*** Information provided ***

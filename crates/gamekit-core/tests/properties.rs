mod common;

use common::{source, INTERNAL_NAME};
use gamekit_core::{scaffold, PathRewriter, TemplateDescriptor};
use proptest::prelude::*;
use std::fs;
use std::path::Path;
use walkdir::WalkDir;

fn segment() -> impl Strategy<Value = String> {
    "[A-Za-z0-9_]{1,8}"
}

fn package_id() -> impl Strategy<Value = String> {
    prop::collection::vec("[a-z][a-z0-9]{0,5}", 1..4).prop_map(|parts| parts.join("."))
}

/// Relative entry paths that may contain `.` and `..` components
fn entry_path() -> impl Strategy<Value = String> {
    let component = prop_oneof![
        6 => segment(),
        1 => Just(".".to_string()),
        1 => Just("..".to_string()),
    ];
    prop::collection::vec(component, 1..5).prop_map(|parts| parts.join("/"))
}

fn placeholder_free_path() -> impl Strategy<Value = String> {
    prop::collection::vec(segment(), 1..5)
        .prop_map(|parts| parts.join("/"))
        .prop_filter("mentions a placeholder", |path| {
            !path.contains(INTERNAL_NAME) && !path.contains("game/logic/$pkgName")
        })
}

fn all_paths(root: &Path) -> Vec<std::path::PathBuf> {
    WalkDir::new(root)
        .into_iter()
        .filter_map(|e| e.ok())
        .map(|e| e.into_path())
        .collect()
}

proptest! {
    #![proptest_config(ProptestConfig::with_cases(48))]

    #[test]
    fn test_outputs_stay_under_destination_root(
        entry in entry_path(),
        package in package_id(),
    ) {
        let parent = tempfile::tempdir().unwrap();
        let root = parent.path().join("root");
        let source = source(&[
            (format!("{}/{}", INTERNAL_NAME, entry).as_str(), Some(b"data".as_slice())),
        ]);
        let descriptor = TemplateDescriptor::new(common::TEMPLATE_ID, INTERNAL_NAME);

        let _ = scaffold(&source, &root, "MyGame", &package, &descriptor);

        for path in all_paths(parent.path()) {
            prop_assert!(path == parent.path() || path.starts_with(&root), "{:?} escaped", path);
        }
    }

    #[test]
    fn test_unrelated_paths_are_unchanged(
        path in placeholder_free_path(),
        package in package_id(),
    ) {
        let rewriter = PathRewriter::new(INTERNAL_NAME, "MyGame", &package).unwrap();
        prop_assert_eq!(rewriter.rewrite(&path), path);
    }

    #[test]
    fn test_entry_bytes_round_trip(
        content in prop::collection::vec(any::<u8>(), 0..4096),
        name in segment(),
    ) {
        let dir = tempfile::tempdir().unwrap();
        let entry = format!("{}/game/logic/$pkgName/{}.bin", INTERNAL_NAME, name);
        let source = source(&[(entry.as_str(), Some(content.as_slice()))]);
        let descriptor = TemplateDescriptor::new(common::TEMPLATE_ID, INTERNAL_NAME);

        scaffold(&source, dir.path(), "MyGame", "com.acme", &descriptor).unwrap();

        let written = fs::read(dir.path().join(format!("MyGame/game/logic/com/acme/{}.bin", name))).unwrap();
        prop_assert_eq!(written, content);
    }

    #[test]
    fn test_identity_rewrite(
        path in prop::collection::vec(
            prop_oneof![segment(), Just(INTERNAL_NAME.to_string()), Just("$pkgName".to_string())],
            1..6,
        ).prop_map(|parts| parts.join("/")),
    ) {
        let rewriter = PathRewriter::new(INTERNAL_NAME, INTERNAL_NAME, "$pkgName").unwrap();
        prop_assert_eq!(rewriter.rewrite(&path), path);
    }
}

***

§ Description of the task
From the entries above, collect every line with the string "PathRewriter" in it.

§ Finished exercise
use gamekit_core::{scaffold, PathRewriter, TemplateDescriptor};
        let rewriter = PathRewriter::new(INTERNAL_NAME, "MyGame", &package).unwrap();
        let rewriter = PathRewriter::new(INTERNAL_NAME, INTERNAL_NAME, "$pkgName").unwrap();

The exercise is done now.